A differenza del padre emarginato e folle di Le corps liquide, infatti, Jan viene apertamente perseguitato dall’ordine sociale, culturale e politico: sia nel suo racconto dei fatti, in cui il mondo pare fagocitarlo e le cose gli appaiono improvvisamente mostruose; sia nel processo dell’azione scenica, a opera di un giudice, un professore e un osservatore straniero. Questi rappresentanti severi, spocchiosi e moralisti accusano vagamente Jan di “aver causato problemi” e soprattutto di “raccontare storie”, portare “il dubbio”. Da quando Jan vede il mondo con occhi diversi, ha cominciato a vedere mostri e a raccontare storie, una colpa molto grave in un mondo di regole e certezze assolute. Se Kafka sorride sornione dietro tanta allusività, non ci stupiamo che nel finale i tre giudici si tolgano la maschera e fra grandi risa si rivelino gli stessi mostri che hanno tormentato l’imputato.

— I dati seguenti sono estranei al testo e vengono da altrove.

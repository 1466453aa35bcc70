/// Frame acquisition
///
/// Camera and video-file capture live outside this crate; anything that can
/// hand out RGB frames implements [`FrameSource`].
use crate::error::Result;
use crate::types::Frame;
use image::imageops::FilterType;
use image::{Rgb, RgbImage};
use std::path::Path;

pub trait FrameSource: Send {
    /// Next frame, or `None` at end of stream
    fn next_frame(&mut self) -> Option<Frame>;

    /// Release the underlying device. Later calls to `next_frame` return `None`.
    fn stop(&mut self);
}

/// Repeats one decoded image forever
pub struct StillImageSource {
    image: RgbImage,
    next_id: u64,
    stopped: bool,
}

impl StillImageSource {
    pub fn new(image: RgbImage) -> Self {
        Self {
            image,
            next_id: 0,
            stopped: false,
        }
    }

    /// Decode an image file and resize it to `width` x `height`
    pub fn open<P: AsRef<Path>>(path: P, width: u32, height: u32) -> Result<Self> {
        let decoded = image::open(path.as_ref())?.to_rgb8();
        let image = if decoded.dimensions() == (width, height) {
            decoded
        } else {
            image::imageops::resize(&decoded, width, height, FilterType::Triangle)
        };
        log::info!(
            "Opened still image {} ({}x{})",
            path.as_ref().display(),
            width,
            height
        );
        Ok(Self::new(image))
    }
}

impl FrameSource for StillImageSource {
    fn next_frame(&mut self) -> Option<Frame> {
        if self.stopped {
            return None;
        }
        let frame = Frame::new(self.next_id, self.image.clone());
        self.next_id += 1;
        Some(frame)
    }

    fn stop(&mut self) {
        self.stopped = true;
    }
}

/// Generated gradient frames with a moving bar, optionally finite
pub struct SyntheticSource {
    width: u32,
    height: u32,
    remaining: Option<u64>,
    next_id: u64,
}

impl SyntheticSource {
    pub fn new(width: u32, height: u32) -> Self {
        Self {
            width,
            height,
            remaining: None,
            next_id: 0,
        }
    }

    /// Stop after `frames` frames
    pub fn with_limit(mut self, frames: u64) -> Self {
        self.remaining = Some(frames);
        self
    }

    fn render(&self, frame_id: u64) -> RgbImage {
        let bar = (frame_id * 4 % self.width.max(1) as u64) as u32;
        RgbImage::from_fn(self.width, self.height, |x, y| {
            if x.abs_diff(bar) < 3 {
                Rgb([255, 255, 255])
            } else {
                Rgb([
                    ((x * 255) / self.width.max(1)) as u8,
                    ((y * 255) / self.height.max(1)) as u8,
                    96,
                ])
            }
        })
    }
}

impl FrameSource for SyntheticSource {
    fn next_frame(&mut self) -> Option<Frame> {
        match self.remaining {
            Some(0) => return None,
            Some(ref mut n) => *n -= 1,
            None => {}
        }
        let frame = Frame::new(self.next_id, self.render(self.next_id));
        self.next_id += 1;
        Some(frame)
    }

    fn stop(&mut self) {
        self.remaining = Some(0);
    }
}

#[cfg(test)]
mod tests {
    use super::*;

    #[test]
    fn test_still_image_ids_increase_until_stopped() {
        let mut source = StillImageSource::new(RgbImage::new(4, 4));
        assert_eq!(source.next_frame().unwrap().frame_id, 0);
        assert_eq!(source.next_frame().unwrap().frame_id, 1);
        source.stop();
        assert!(source.next_frame().is_none());
    }

    #[test]
    fn test_synthetic_limit() {
        let mut source = SyntheticSource::new(32, 16).with_limit(2);
        let frame = source.next_frame().unwrap();
        assert_eq!((frame.width(), frame.height()), (32, 16));
        assert!(source.next_frame().is_some());
        assert!(source.next_frame().is_none());
    }

    #[test]
    fn test_open_missing_file_fails() {
        assert!(StillImageSource::open("/definitely/not/here.png", 8, 8).is_err());
    }
}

Ma il mondo espressionista di Efoui non si ferma alla critica sociale (nonostante i richiami al capitalismo e al colonialismo per voce del sindaco di un villaggio turistico africano), il vero tema di Le Faiseur d’histoires è la realtà e la sua manipolazione. E quindi il potere. Per questo Jan cede il posto a un burattinaio, chiamato apposta per proseguire il suo racconto e a portare a livelli estremi l’insensatezza e l’allegorismo del processo. A differenza di Le corps liquide, quindi, i piani del racconto drammaturgico, grazie alle marionette, non solo sono esposti, ma sono sviscerati. Per questo il burattinaio diventa figura di un sistema demiurgico e manipolatore, fino a cedere il posto a un vero e proprio imitatore di Jan. La storia di Jan è così sempre più apertamente modificata fino a essere sostituita. Jan stesso subisce sempre più un sistema dall’aria evidentemente occidentale: il suo braccio diventa una marionetta che, mentre lo aiuta a raccontare, lo spaventa sempre più. E quando l’imitatore gli toglie definitivamente la voce, a Jan rimangono poche, brevi battute, in cui torna l’eco amara di Le corps liquide: «Et puis je ne sais plus qui est mon père» («E poi non so più chi è mio padre»). Convinto a “cambiare strada” dai giudici, l’imputato ha perso l’orientamento, è stato privato di una cosa fondamentale: la libertà di raccontare la propria realtà.
È raro leggere testi il cui valore letterario cresce con la prospettiva teatrale, alla cui profondità poetica ne corrisponde una scenica. Le corps liquide e Le Faiseur d’histoires, con i loro movimenti testuali attorno ai corpi, ai gesti e alla realtà tengono tutto insieme. La leggerezza con cui Kossi Efoui affronta temi ad alto rischio retorico fa tutt’uno con la concretezza delle sue immagini, forti e materiche, nonostante provengano da un mondo senza confini, universale.